#### Available records
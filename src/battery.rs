//! Battery level reporting.
//!
//! The level is sent once after every (re)connection and then every
//! `BATTERY_REPORT_INTERVAL_MS` while the host stays connected.

use crate::config::BATTERY_REPORT_INTERVAL_MS;
use crate::platform::{BatteryMonitor, ConnectionProvider};
use crate::time::{IntervalTimer, Millis};

/// SAADC full scale with gain 1/6 and the 0.6 V internal reference.
pub const ADC_FULL_SCALE_MV: u32 = 3600;

/// 12-bit conversion range.
pub const ADC_MAX_COUNT: u32 = 4096;

/// VBAT reaches the ADC through a 1:2 resistor divider.
pub const VBAT_DIVIDER: u32 = 2;

/// Convert a raw single-ended SAADC sample of the VBAT divider to cell millivolts.
/// Negative samples (noise around 0 V) read as 0.
pub fn adc_to_millivolts(raw: i16) -> u16 {
    let counts = raw.max(0) as u32;
    (counts * ADC_FULL_SCALE_MV * VBAT_DIVIDER / ADC_MAX_COUNT) as u16
}

/// Convert a LiPo cell voltage to a charge percentage.
///
/// Piecewise linear: below 3300 mV is empty, 3300..3600 mV covers 0..10 %,
/// 3600..4200 mV covers 10..100 %.
pub fn millivolts_to_percent(mv: u16) -> u8 {
    match mv {
        0..=3299 => 0,
        3300..=3599 => ((mv - 3300) / 30) as u8,
        _ => {
            let above = u32::from(mv - 3600);
            (10 + above * 15 / 100).min(100) as u8
        }
    }
}

#[derive(Debug)]
pub struct BatteryReporter {
    reported: bool,
    timer: IntervalTimer,
}

impl BatteryReporter {
    pub const fn new() -> Self {
        Self {
            reported: false,
            timer: IntervalTimer::new(BATTERY_REPORT_INTERVAL_MS),
        }
    }

    /// Whether the level went out since the last (re)connection.
    pub fn has_reported(&self) -> bool {
        self.reported
    }

    /// Forget the last report so the next connection sends one.
    pub fn reset(&mut self) {
        self.reported = false;
    }

    /// Report the level if one is owed. Returns the reported percentage.
    pub fn update<P, B>(
        &mut self,
        now: Millis,
        connected: bool,
        provider: &mut P,
        monitor: &mut B,
    ) -> Option<u8>
    where
        P: ConnectionProvider,
        B: BatteryMonitor,
    {
        if !connected || (self.reported && !self.timer.is_due(now)) {
            return None;
        }

        let percent = monitor.level_percent()?;
        provider.report_battery(percent);
        self.reported = true;
        self.timer.rearm(now);
        Some(percent)
    }
}

impl Default for BatteryReporter {
    fn default() -> Self {
        Self::new()
    }
}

#### Your goal
In the listing above, find each line with the word "false" and copy it out.

#### Response to this task
            reported: false,
        self.reported = false;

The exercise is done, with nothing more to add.